Task directions | Write only how many lines in this data include "UpstreamError".

Exercise inputs |
********************

pub(crate) mod comment_repository;
pub(crate) mod disaster_source;
pub(crate) mod repositories;
pub(crate) mod sources;
pub(crate) mod user_repository;
use crate::data::disaster_source::UpstreamError;
use crate::domain::error::DomainError;
use axum::{
    Json,
    http::StatusCode,
    response::{IntoResponse, Response},
};
use serde::Serialize;
use thiserror::Error;
use tracing::{error, warn};
use validator::ValidationErrors;

#[derive(Debug, Error)]
pub(crate) enum AppError {
    #[error(transparent)]
    Domain(#[from] DomainError),

    #[error("validation error: {0}")]
    Validation(#[from] ValidationErrors),

    #[error(transparent)]
    Upstream(#[from] UpstreamError),

    #[error("unauthorized")]
    Unauthorized,

    #[error("internal error")]
    Internal(#[from] anyhow::Error),
}

pub(crate) type AppResult<T> = Result<T, AppError>;

#[derive(Debug, Serialize)]
pub(crate) struct ErrorBody {
    pub(crate) error: String,
    #[serde(skip_serializing_if = "Option::is_none")]
    pub(crate) field: Option<&'static str>,
}

impl AppError {
    fn status_and_body(self) -> (StatusCode, ErrorBody) {
        let plain = |status: StatusCode, msg: String| {
            (
                status,
                ErrorBody {
                    error: msg,
                    field: None,
                },
            )
        };

        match self {
            AppError::Domain(err) => match &err {
                DomainError::Validation { field, message } => (
                    StatusCode::BAD_REQUEST,
                    ErrorBody {
                        error: (*message).to_string(),
                        field: Some(*field),
                    },
                ),
                DomainError::AlreadyExists(_) => plain(StatusCode::CONFLICT, err.to_string()),
                DomainError::InvalidCredentials => plain(StatusCode::UNAUTHORIZED, err.to_string()),
                DomainError::NotFound(_) => plain(StatusCode::NOT_FOUND, err.to_string()),
                DomainError::Forbidden => plain(StatusCode::FORBIDDEN, err.to_string()),
                DomainError::Unexpected(detail) => {
                    error!(error = %detail, "unexpected domain error");
                    plain(
                        StatusCode::INTERNAL_SERVER_ERROR,
                        "internal error".to_string(),
                    )
                }
            },
            AppError::Validation(err) => plain(StatusCode::BAD_REQUEST, err.to_string()),
            AppError::Upstream(err) => {
                warn!(error = %err, "upstream request failed");
                plain(
                    StatusCode::BAD_GATEWAY,
                    "disaster data provider unavailable".to_string(),
                )
            }
            AppError::Unauthorized => {
                plain(StatusCode::UNAUTHORIZED, "unauthorized".to_string())
            }
            AppError::Internal(err) => {
                error!(error = %err, "internal error");
                plain(
                    StatusCode::INTERNAL_SERVER_ERROR,
                    "internal error".to_string(),
                )
            }
        }
    }
}

impl IntoResponse for AppError {
    fn into_response(self) -> Response {
        let (status, body) = self.status_and_body();
        (status, Json(body)).into_response()
    }
}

********************

Answer box | 2